Problem details: Every entry, from the first to the last, should be written out exactly.

··· Data in this exercise ···

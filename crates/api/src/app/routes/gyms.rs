use std::sync::Arc;

use axum::{
    Extension, Json, Router,
    body::Bytes,
    extract::{Path, rejection::JsonRejection},
    http::{HeaderMap, StatusCode, header},
    response::IntoResponse,
    routing::{delete, get, post},
};

use gymhub_core::{GymId, UserId};
use gymhub_gyms::UpdateGym;
use gymhub_infra::Services;

use super::{activity, requests};
use crate::app::dto;
use crate::app::errors::ApiResult;
use crate::context::ActorContext;

pub fn router() -> Router {
    Router::new()
        .route("/", post(create_gym).get(list_gyms))
        .route("/:id", get(get_gym).patch(update_gym).delete(delete_gym))
        .route("/:id/trainers", post(assign_trainer))
        .route("/:id/trainers/:user_id", delete(remove_trainer))
        .route("/:id/members", post(add_member))
        .route("/:id/members/:user_id", delete(remove_member))
        .route("/:id/plans", post(add_plan))
        .route("/:id/plans/:name", delete(remove_plan))
        .route("/:id/photos", post(upload_photo))
        .route(
            "/:id/memberships",
            get(requests::gym_memberships).post(requests::create_membership),
        )
        .route("/:id/requests", get(requests::gym_requests))
        .route("/:id/messages/:peer_id", get(activity::conversation))
        .route("/:id/reviews", get(activity::reviews).post(activity::write_review))
        .route("/:id/bookings", get(activity::bookings).post(activity::book_session))
        .route(
            "/:id/announcements",
            get(activity::announcements).post(activity::post_announcement),
        )
}

pub async fn create_gym(
    Extension(services): Extension<Arc<Services>>,
    Extension(ctx): Extension<ActorContext>,
    payload: Result<Json<dto::CreateGymRequest>, JsonRejection>,
) -> ApiResult {
    let Json(body) = payload?;
    let saved = services.gyms.create(ctx.actor(), body.into()).await?;
    Ok(dto::versioned_response(StatusCode::CREATED, &saved))
}

pub async fn list_gyms(
    Extension(services): Extension<Arc<Services>>,
    Extension(ctx): Extension<ActorContext>,
) -> ApiResult {
    let gyms = services.gyms.list(ctx.actor()).await?;
    Ok(dto::versioned_items(&gyms))
}

pub async fn get_gym(
    Extension(services): Extension<Arc<Services>>,
    Extension(ctx): Extension<ActorContext>,
    Path(id): Path<String>,
) -> ApiResult {
    let gym = services.gyms.get(ctx.actor(), dto::parse_id(&id)?).await?;
    Ok(dto::versioned_response(StatusCode::OK, &gym))
}

pub async fn update_gym(
    Extension(services): Extension<Arc<Services>>,
    Extension(ctx): Extension<ActorContext>,
    Path(id): Path<String>,
    headers: HeaderMap,
    payload: Result<Json<UpdateGym>, JsonRejection>,
) -> ApiResult {
    let Json(changes) = payload?;
    let saved = services
        .gyms
        .update(ctx.actor(), dto::parse_id(&id)?, changes, dto::precondition(&headers)?)
        .await?;
    Ok(dto::versioned_response(StatusCode::OK, &saved))
}

pub async fn delete_gym(
    Extension(services): Extension<Arc<Services>>,
    Extension(ctx): Extension<ActorContext>,
    Path(id): Path<String>,
    headers: HeaderMap,
) -> ApiResult {
    services
        .gyms
        .delete(ctx.actor(), dto::parse_id(&id)?, dto::precondition(&headers)?)
        .await?;
    Ok(StatusCode::NO_CONTENT.into_response())
}

pub async fn assign_trainer(
    Extension(services): Extension<Arc<Services>>,
    Extension(ctx): Extension<ActorContext>,
    Path(id): Path<String>,
    headers: HeaderMap,
    payload: Result<Json<dto::RosterRequest>, JsonRejection>,
) -> ApiResult {
    let Json(body) = payload?;
    let saved = services
        .gyms
        .assign_trainer(ctx.actor(), dto::parse_id(&id)?, body.user_id, dto::precondition(&headers)?)
        .await?;
    Ok(dto::versioned_response(StatusCode::OK, &saved))
}

pub async fn remove_trainer(
    Extension(services): Extension<Arc<Services>>,
    Extension(ctx): Extension<ActorContext>,
    Path((id, user_id)): Path<(String, String)>,
    headers: HeaderMap,
) -> ApiResult {
    let (id, user_id): (GymId, UserId) = (dto::parse_id(&id)?, dto::parse_id(&user_id)?);
    let saved = services
        .gyms
        .remove_trainer(ctx.actor(), id, user_id, dto::precondition(&headers)?)
        .await?;
    Ok(dto::versioned_response(StatusCode::OK, &saved))
}

pub async fn add_member(
    Extension(services): Extension<Arc<Services>>,
    Extension(ctx): Extension<ActorContext>,
    Path(id): Path<String>,
    headers: HeaderMap,
    payload: Result<Json<dto::RosterRequest>, JsonRejection>,
) -> ApiResult {
    let Json(body) = payload?;
    let saved = services
        .gyms
        .add_member(ctx.actor(), dto::parse_id(&id)?, body.user_id, dto::precondition(&headers)?)
        .await?;
    Ok(dto::versioned_response(StatusCode::OK, &saved))
}

pub async fn remove_member(
    Extension(services): Extension<Arc<Services>>,
    Extension(ctx): Extension<ActorContext>,
    Path((id, user_id)): Path<(String, String)>,
    headers: HeaderMap,
) -> ApiResult {
    let (id, user_id): (GymId, UserId) = (dto::parse_id(&id)?, dto::parse_id(&user_id)?);
    let saved = services
        .gyms
        .remove_member(ctx.actor(), id, user_id, dto::precondition(&headers)?)
        .await?;
    Ok(dto::versioned_response(StatusCode::OK, &saved))
}

pub async fn add_plan(
    Extension(services): Extension<Arc<Services>>,
    Extension(ctx): Extension<ActorContext>,
    Path(id): Path<String>,
    headers: HeaderMap,
    payload: Result<Json<dto::AddPlanRequest>, JsonRejection>,
) -> ApiResult {
    let Json(body) = payload?;
    let saved = services
        .gyms
        .add_plan(
            ctx.actor(),
            dto::parse_id(&id)?,
            body.name,
            body.duration,
            body.price_cents,
            dto::precondition(&headers)?,
        )
        .await?;
    Ok(dto::versioned_response(StatusCode::OK, &saved))
}

pub async fn remove_plan(
    Extension(services): Extension<Arc<Services>>,
    Extension(ctx): Extension<ActorContext>,
    Path((id, name)): Path<(String, String)>,
    headers: HeaderMap,
) -> ApiResult {
    let saved = services
        .gyms
        .remove_plan(ctx.actor(), dto::parse_id(&id)?, name, dto::precondition(&headers)?)
        .await?;
    Ok(dto::versioned_response(StatusCode::OK, &saved))
}

/// Raw request body is the image; `Content-Type` is passed to storage.
pub async fn upload_photo(
    Extension(services): Extension<Arc<Services>>,
    Extension(ctx): Extension<ActorContext>,
    Path(id): Path<String>,
    headers: HeaderMap,
    body: Bytes,
) -> ApiResult {
    let content_type = headers
        .get(header::CONTENT_TYPE)
        .and_then(|v| v.to_str().ok())
        .unwrap_or("application/octet-stream");
    let saved = services
        .gyms
        .upload_photo(ctx.actor(), dto::parse_id(&id)?, content_type, body.to_vec())
        .await?;
    Ok(dto::versioned_response(StatusCode::CREATED, &saved))
}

···

Solved problem:
filename crates/api/src/app/routes/gyms.rs
use std::sync::Arc;

use axum::{
    Extension, Json, Router,
    body::Bytes,
    extract::{Path, rejection::JsonRejection},
    http::{HeaderMap, StatusCode, header},
    response::IntoResponse,
    routing::{delete, get, post},
};

use gymhub_core::{GymId, UserId};
use gymhub_gyms::UpdateGym;
use gymhub_infra::Services;

use super::{activity, requests};
use crate::app::dto;
use crate::app::errors::ApiResult;
use crate::context::ActorContext;

pub fn router() -> Router {
    Router::new()
        .route("/", post(create_gym).get(list_gyms))
        .route("/:id", get(get_gym).patch(update_gym).delete(delete_gym))
        .route("/:id/trainers", post(assign_trainer))
        .route("/:id/trainers/:user_id", delete(remove_trainer))
        .route("/:id/members", post(add_member))
        .route("/:id/members/:user_id", delete(remove_member))
        .route("/:id/plans", post(add_plan))
        .route("/:id/plans/:name", delete(remove_plan))
        .route("/:id/photos", post(upload_photo))
        .route(
            "/:id/memberships",
            get(requests::gym_memberships).post(requests::create_membership),
        )
        .route("/:id/requests", get(requests::gym_requests))
        .route("/:id/messages/:peer_id", get(activity::conversation))
        .route("/:id/reviews", get(activity::reviews).post(activity::write_review))
        .route("/:id/bookings", get(activity::bookings).post(activity::book_session))
        .route(
            "/:id/announcements",
            get(activity::announcements).post(activity::post_announcement),
        )
}

pub async fn create_gym(
    Extension(services): Extension<Arc<Services>>,
    Extension(ctx): Extension<ActorContext>,
    payload: Result<Json<dto::CreateGymRequest>, JsonRejection>,
) -> ApiResult {
    let Json(body) = payload?;
    let saved = services.gyms.create(ctx.actor(), body.into()).await?;
    Ok(dto::versioned_response(StatusCode::CREATED, &saved))
}

pub async fn list_gyms(
    Extension(services): Extension<Arc<Services>>,
    Extension(ctx): Extension<ActorContext>,
) -> ApiResult {
    let gyms = services.gyms.list(ctx.actor()).await?;
    Ok(dto::versioned_items(&gyms))
}

pub async fn get_gym(
    Extension(services): Extension<Arc<Services>>,
    Extension(ctx): Extension<ActorContext>,
    Path(id): Path<String>,
) -> ApiResult {
    let gym = services.gyms.get(ctx.actor(), dto::parse_id(&id)?).await?;
    Ok(dto::versioned_response(StatusCode::OK, &gym))
}

pub async fn update_gym(
    Extension(services): Extension<Arc<Services>>,
    Extension(ctx): Extension<ActorContext>,
    Path(id): Path<String>,
    headers: HeaderMap,
    payload: Result<Json<UpdateGym>, JsonRejection>,
) -> ApiResult {
    let Json(changes) = payload?;
    let saved = services
        .gyms
        .update(ctx.actor(), dto::parse_id(&id)?, changes, dto::precondition(&headers)?)
        .await?;
    Ok(dto::versioned_response(StatusCode::OK, &saved))
}

pub async fn delete_gym(
    Extension(services): Extension<Arc<Services>>,
    Extension(ctx): Extension<ActorContext>,
    Path(id): Path<String>,
    headers: HeaderMap,
) -> ApiResult {
    services
        .gyms
        .delete(ctx.actor(), dto::parse_id(&id)?, dto::precondition(&headers)?)
        .await?;
    Ok(StatusCode::NO_CONTENT.into_response())
}

pub async fn assign_trainer(
    Extension(services): Extension<Arc<Services>>,
    Extension(ctx): Extension<ActorContext>,
    Path(id): Path<String>,
    headers: HeaderMap,
    payload: Result<Json<dto::RosterRequest>, JsonRejection>,
) -> ApiResult {
    let Json(body) = payload?;
    let saved = services
        .gyms
        .assign_trainer(ctx.actor(), dto::parse_id(&id)?, body.user_id, dto::precondition(&headers)?)
        .await?;
    Ok(dto::versioned_response(StatusCode::OK, &saved))
}

pub async fn remove_trainer(
    Extension(services): Extension<Arc<Services>>,
    Extension(ctx): Extension<ActorContext>,
    Path((id, user_id)): Path<(String, String)>,
    headers: HeaderMap,
) -> ApiResult {
    let (id, user_id): (GymId, UserId) = (dto::parse_id(&id)?, dto::parse_id(&user_id)?);
    let saved = services
        .gyms
        .remove_trainer(ctx.actor(), id, user_id, dto::precondition(&headers)?)
        .await?;
    Ok(dto::versioned_response(StatusCode::OK, &saved))
}

pub async fn add_member(
    Extension(services): Extension<Arc<Services>>,
    Extension(ctx): Extension<ActorContext>,
    Path(id): Path<String>,
    headers: HeaderMap,
    payload: Result<Json<dto::RosterRequest>, JsonRejection>,
) -> ApiResult {
    let Json(body) = payload?;
    let saved = services
        .gyms
        .add_member(ctx.actor(), dto::parse_id(&id)?, body.user_id, dto::precondition(&headers)?)
        .await?;
    Ok(dto::versioned_response(StatusCode::OK, &saved))
}

pub async fn remove_member(
    Extension(services): Extension<Arc<Services>>,
    Extension(ctx): Extension<ActorContext>,
    Path((id, user_id)): Path<(String, String)>,
    headers: HeaderMap,
) -> ApiResult {
    let (id, user_id): (GymId, UserId) = (dto::parse_id(&id)?, dto::parse_id(&user_id)?);
    let saved = services
        .gyms
        .remove_member(ctx.actor(), id, user_id, dto::precondition(&headers)?)
        .await?;
    Ok(dto::versioned_response(StatusCode::OK, &saved))
}

pub async fn add_plan(
    Extension(services): Extension<Arc<Services>>,
    Extension(ctx): Extension<ActorContext>,
    Path(id): Path<String>,
    headers: HeaderMap,
    payload: Result<Json<dto::AddPlanRequest>, JsonRejection>,
) -> ApiResult {
    let Json(body) = payload?;
    let saved = services
        .gyms
        .add_plan(
            ctx.actor(),
            dto::parse_id(&id)?,
            body.name,
            body.duration,
            body.price_cents,
            dto::precondition(&headers)?,
        )
        .await?;
    Ok(dto::versioned_response(StatusCode::OK, &saved))
}

pub async fn remove_plan(
    Extension(services): Extension<Arc<Services>>,
    Extension(ctx): Extension<ActorContext>,
    Path((id, name)): Path<(String, String)>,
    headers: HeaderMap,
) -> ApiResult {
    let saved = services
        .gyms
        .remove_plan(ctx.actor(), dto::parse_id(&id)?, name, dto::precondition(&headers)?)
        .await?;
    Ok(dto::versioned_response(StatusCode::OK, &saved))
}

/// Raw request body is the image; `Content-Type` is passed to storage.
pub async fn upload_photo(
    Extension(services): Extension<Arc<Services>>,
    Extension(ctx): Extension<ActorContext>,
    Path(id): Path<String>,
    headers: HeaderMap,
    body: Bytes,
) -> ApiResult {
    let content_type = headers
        .get(header::CONTENT_TYPE)
        .and_then(|v| v.to_str().ok())
        .unwrap_or("application/octet-stream");
    let saved = services
        .gyms
        .upload_photo(ctx.actor(), dto::parse_id(&id)?, content_type, body.to_vec())
        .await?;
    Ok(dto::versioned_response(StatusCode::CREATED, &saved))
}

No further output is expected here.